The apex court, hearing the case on the third day, said that so far as Hindu deities are concerned, they have been legally treated as juristic persons which can hold properties and institute, defend and intervene in lawsuits.
"Whether the birthplace can be held to be a juristic or juridical person. So far as idols of deities are concerned, they had been held to be a juristic person," said the bench, also comprising Justices SA Bobde, DY Chandrachud, Ashok Bhushan and SA Nazeer.
Responding to the query, Parasaran told the bench, "In Hindu religion, idols are not necessary for a place to be regarded as a holy place of worship.... Rivers and Sun are also worshipped in Hinduism and birthplace in itself can be treated as a juristic person."
The bench then referred to a judgment of the Uttarakhand High Court in which the holy river Ganga was held to be a juristic entity entitled to pursue the litigation.
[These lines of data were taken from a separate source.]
impl ClaimStorage {
    #[must_use]
    pub fn new(client: Client) -> Self {
        Self { client }
    }

    fn cleanup_job(workspace: &DevWorkspace, namespace: &str) -> Job {
        let workspace_id = workspace.workspace_id();
        Job {
            metadata: ObjectMeta {
                name: Some(cleanup_job_name(workspace_id)),
                namespace: Some(namespace.to_string()),
                labels: Some(workspace_labels(workspace)),
                owner_references: owned_by(workspace),
                ..Default::default()
            },
            spec: Some(JobSpec {
                backoff_limit: Some(3),
                completions: Some(1),
                template: PodTemplateSpec {
                    metadata: Some(ObjectMeta {
                        labels: Some(workspace_labels(workspace)),
                        ..Default::default()
                    }),
                    spec: Some(PodSpec {
                        restart_policy: Some("Never".to_string()),
                        containers: vec![Container {
                            name: "cleanup".to_string(),
                            image: Some(CLEANUP_IMAGE.to_string()),
                            command: Some(vec!["/bin/sh".to_string(), "-c".to_string()]),
                            args: Some(vec![format!(
                                "rm -rf {CLEANUP_MOUNT_PATH}/{workspace_id}"
                            )]),
                            volume_mounts: Some(vec![VolumeMount {
                                name: SHARED_CLAIM_NAME.to_string(),
                                mount_path: CLEANUP_MOUNT_PATH.to_string(),
                                ..Default::default()
                            }]),
                            ..Default::default()
                        }],
                        volumes: Some(vec![Volume {
                            name: SHARED_CLAIM_NAME.to_string(),
                            persistent_volume_claim: Some(PersistentVolumeClaimVolumeSource {
                                claim_name: SHARED_CLAIM_NAME.to_string(),
                                read_only: None,
                            }),
                            ..Default::default()
                        }]),
                        ..Default::default()
                    }),
                },
                ..Default::default()
            }),
            ..Default::default()
        }
    }
}

fn cleanup_job_name(workspace_id: &str) -> String {
    format!("cleanup-{workspace_id}")
}

#[async_trait]
impl StorageProvisioner for ClaimStorage {
    fn needs_storage(&self, template: &DevWorkspaceTemplateSpec) -> bool {
        !storage_volumes(template).0.is_empty()
    }

    async fn provision_storage(
        &self,
        pod: &mut PodAdditions,
        workspace: &DevWorkspace,
        template: &DevWorkspaceTemplateSpec,
    ) -> Result<(), ProvisionError> {
        let (persistent, ephemeral) = storage_volumes(template);
        add_empty_dirs(pod, &ephemeral);
        if persistent.is_empty() {
            return Ok(());
        }

        let namespace = namespace_of(workspace)?;
        let api: Api<PersistentVolumeClaim> = Api::namespaced(self.client.clone(), &namespace);
        ensure_claim(
            &api,
            &claim(SHARED_CLAIM_NAME, PER_USER_STORAGE_TYPE, DEFAULT_CLAIM_SIZE),
        )
        .await?;

        let workspace_id = workspace.workspace_id().to_string();
        mount_on_claim(pod, &persistent, SHARED_CLAIM_NAME, |volume| {
            format!("{workspace_id}/{volume}")
        });
        Ok(())
    }

    async fn cleanup_storage(&self, workspace: &DevWorkspace) -> Result<(), ProvisionError> {
        let namespace = namespace_of(workspace)?;
        let claims: Api<PersistentVolumeClaim> =
            Api::namespaced(self.client.clone(), &namespace);
        if claims
            .get_opt(SHARED_CLAIM_NAME)
            .await
            .context("failed to read shared PersistentVolumeClaim")?
            .is_none()
        {
            debug!("No shared claim in {}, nothing to clean up", namespace);
            return Ok(());
        }

        let jobs: Api<Job> = Api::namespaced(self.client.clone(), &namespace);
        let name = cleanup_job_name(workspace.workspace_id());
        let job = match jobs
            .get_opt(&name)
            .await
            .with_context(|| format!("failed to read cleanup job {name}"))?
        {
            Some(job) => job,
            None => {
                apply(&jobs, &name, &Self::cleanup_job(workspace, &namespace)).await?;
                info!("🧹 Started storage cleanup job {}/{}", namespace, name);
                return Err(ProvisionError::retry(
                    "Cleaning up workspace storage",
                    CLEANUP_POLL_INTERVAL,
                ));
            }
        };

        let status = job.status.unwrap_or_default();
        if status.succeeded.unwrap_or(0) > 0 {
            jobs.delete(&name, &DeleteParams::background())
                .await
                .map(|_| ())
                .or_else(|err| if is_status(&err, 404) { Ok(()) } else { Err(err) })
                .with_context(|| format!("failed to delete cleanup job {name}"))?;
            info!("✅ Workspace storage cleaned up by job {}/{}", namespace, name);
            return Ok(());
        }
        if status.failed.unwrap_or(0) > 0 {
            return Err(ProvisionError::fail_with_reason(
                format!("DevWorkspace PVC cleanup job failed: see logs for job {namespace}/{name} for details"),
                FailureReason::InfrastructureFailure,
            ));
        }
        Err(ProvisionError::retry(
            "Cleaning up workspace storage",
            CLEANUP_POLL_INTERVAL,
        ))
    }
}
"The Uttarakhand High Court has said that the rivers are also juristic entities capable of being a party in the case," the bench observed. The bench then asked Parasaran to proceed with his submissions on other issues.
Highlighting the importance of birthplace, Parasaran recited a Sanskrit Shloka, 'Janani janmbhoomischa swargadapi gariyasi', (Birth place is greater than heaven).
Parasaran also referred to the law on Limitation and said that a "continuing injury" has been caused to the Hindu worshippers by the "continuing wrong" caused by the judicial order by which the property was attached by the magistrate and a receiver was appointed.
"Preventing a person from exercising the right of worship is a continuing wrong and gives rise to continuing cause of action (to avail legal remedies)," the senior lawyer said.
At the end of the hearing, the bench said that on 16 December 1949, last 'namaz' was offered and asked, "Was it the case that due to placing of the idols, they (Muslims) could not pray?".
At the outset, senior advocate Rajeev Dhavan, appearing for a Muslim party, said that the two separate lawsuits filed by 'Ram Lalla Virajman' and 'Nirmohi Akhara' respectively are at "loggerheads" with each other and if one is allowed, then the other goes automatically.
He suggested that the Muslim party be asked to advance submissions in either of the lawsuits as only one can be allowed legally.
Fourteen appeals have been filed in the apex court against the 2010 Allahabad High Court judgment, delivered in four civil suits, that the 2.77-acre land in Ayodhya be partitioned equally among the three parties – the Sunni Waqf Board, the Nirmohi Akhara and Ram Lalla.
On 6 December 1992, the Babri Masjid, constructed at the disputed site in the 16th century by Shia Muslim Mir Baqi, was demolished.